About seven tents are seen on Columbia's lawn with people walking in the foreground and background of the image.

A pro-Palestinian encampment occupies Columbia University's lawn on April 22. Photo: Charly Triballeau/Getty Images

Columbia University announced all classes would be virtual Monday, as Passover begins, following days of pro-Palestinian protests on campus.

Why it matters: Big-name colleges have been cracking down more aggressively on pro-Palestinian protests, which they say are getting increasingly intense and disruptive.

  • Columbia President Minouche Shafik called the New York Police Department last week on pro-Palestinian activists, who set up an encampment again immediately after. NYPD arrested more than 100 people after Shafik requested their removal.
  • "Students across an array of communities have conveyed fears for their safety and we have announced additional actions we are taking to address security concerns," Shafik said in a statement. "The decibel of our disagreements has only increased in recent days."
  • She added that "individuals who are not affiliated with Columbia" have come to the campus "to pursue their own agendas."
  • Protesters over the weekend seemingly unaffiliated with the university were accused of celebrating Hamas and targeting Jewish students, the New York Times reported.
  • At Yale University, police also arrested pro-Palestinian protesters Monday morning.

The latest: A large group of Columbia faculty and staff held a walkout and news conference on Monday afternoon criticizing the university's handling of the protests.
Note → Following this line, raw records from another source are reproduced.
//! Scan command - static analysis of a project directory or a single file

use std::path::PathBuf;
use std::process::ExitCode;

use anyhow::Result;
use axscan_core::config::Config;
use axscan_core::{AnalysisResult, FileFilter, RuleRegistry, Severity, StaticScanner};
use clap::Args;
use tracing::debug;

use super::{exit_code, load_config, parse_severity};
use crate::output::{OutputFormat, write_result};

#[derive(Args, Debug)]
pub struct ScanArgs {
    /// Project directory or single file to scan
    #[arg(value_name = "PATH", default_value = ".")]
    pub path: PathBuf,

    /// Only scan files matching this glob (repeatable, replaces configured includes)
    #[arg(long, value_name = "GLOB")]
    pub include: Vec<String>,

    /// Skip files matching this glob (repeatable, added to configured excludes)
    #[arg(long, value_name = "GLOB")]
    pub exclude: Vec<String>,

    /// Output format for the report
    #[arg(short, long, value_enum, default_value = "pretty")]
    pub format: OutputFormat,

    /// Write the report to a file instead of stdout
    #[arg(short, long, value_name = "FILE")]
    pub output: Option<PathBuf>,

    /// Exit with code 1 when an issue at or above this severity is found
    #[arg(long, value_name = "SEVERITY", value_parser = parse_severity)]
    pub fail_on: Option<Severity>,
}

impl ScanArgs {
    pub fn run(&self) -> Result<ExitCode> {
        let result = self.analyze()?;
        write_result(&result, self.format, self.output.as_deref())?;
        Ok(exit_code(&result, self.fail_on))
    }

    fn analyze(&self) -> Result<AnalysisResult> {
        let config = load_config(&self.path);
        let (include, exclude) = self.globs(&config);
        debug!(include = ?include, exclude = ?exclude, "resolved scan globs");

        let filter = FileFilter::new(&include, &exclude)?;
        let scanner = StaticScanner::new(RuleRegistry::with_config(&config.rules), filter);
        Ok(scanner.scan(&self.path)?)
    }

    fn globs(&self, config: &Config) -> (Vec<String>, Vec<String>) {
        let include = if self.include.is_empty() {
            config.include.clone()
        } else {
            self.include.clone()
        };
        let exclude = config.exclude.iter().chain(&self.exclude).cloned().collect();
        (include, exclude)
    }
}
  • The university declined to comment on the movement.

What they're saying: "I understand that many are experiencing deep moral distress and want Columbia to help alleviate this by taking action," Shafik said. "We should be having serious conversations about how Columbia can contribute."

  • A working group of deans, university administrators and faculty members will work to "try to bring this crisis to a resolution," per Shafik.

Zoom in: The canceled classes coincide with the first day of Passover, which begins at sunset on Monday.

  • Shafik denounced intimidating and harassing behavior, as well as antisemitic language in her announcement.
  • Students who do not live on campus were asked not to come to the university on Monday.

Zoom out: Harvard University restricted access to the Harvard Yard, a center of the school, until Friday afternoon, the Harvard Crimson reported.

  • An announcement posted at the yard's entrance gates warned of disciplinary action against students who bring in unauthorized tents or tables like at Columbia's encampment.
  • On Friday, students and affiliates held a solidarity protest at Harvard, per the Crimson.

Catch up quick: Shafik testified in a congressional hearing on Wednesday over antisemitism on Columbia's campus since Oct. 7.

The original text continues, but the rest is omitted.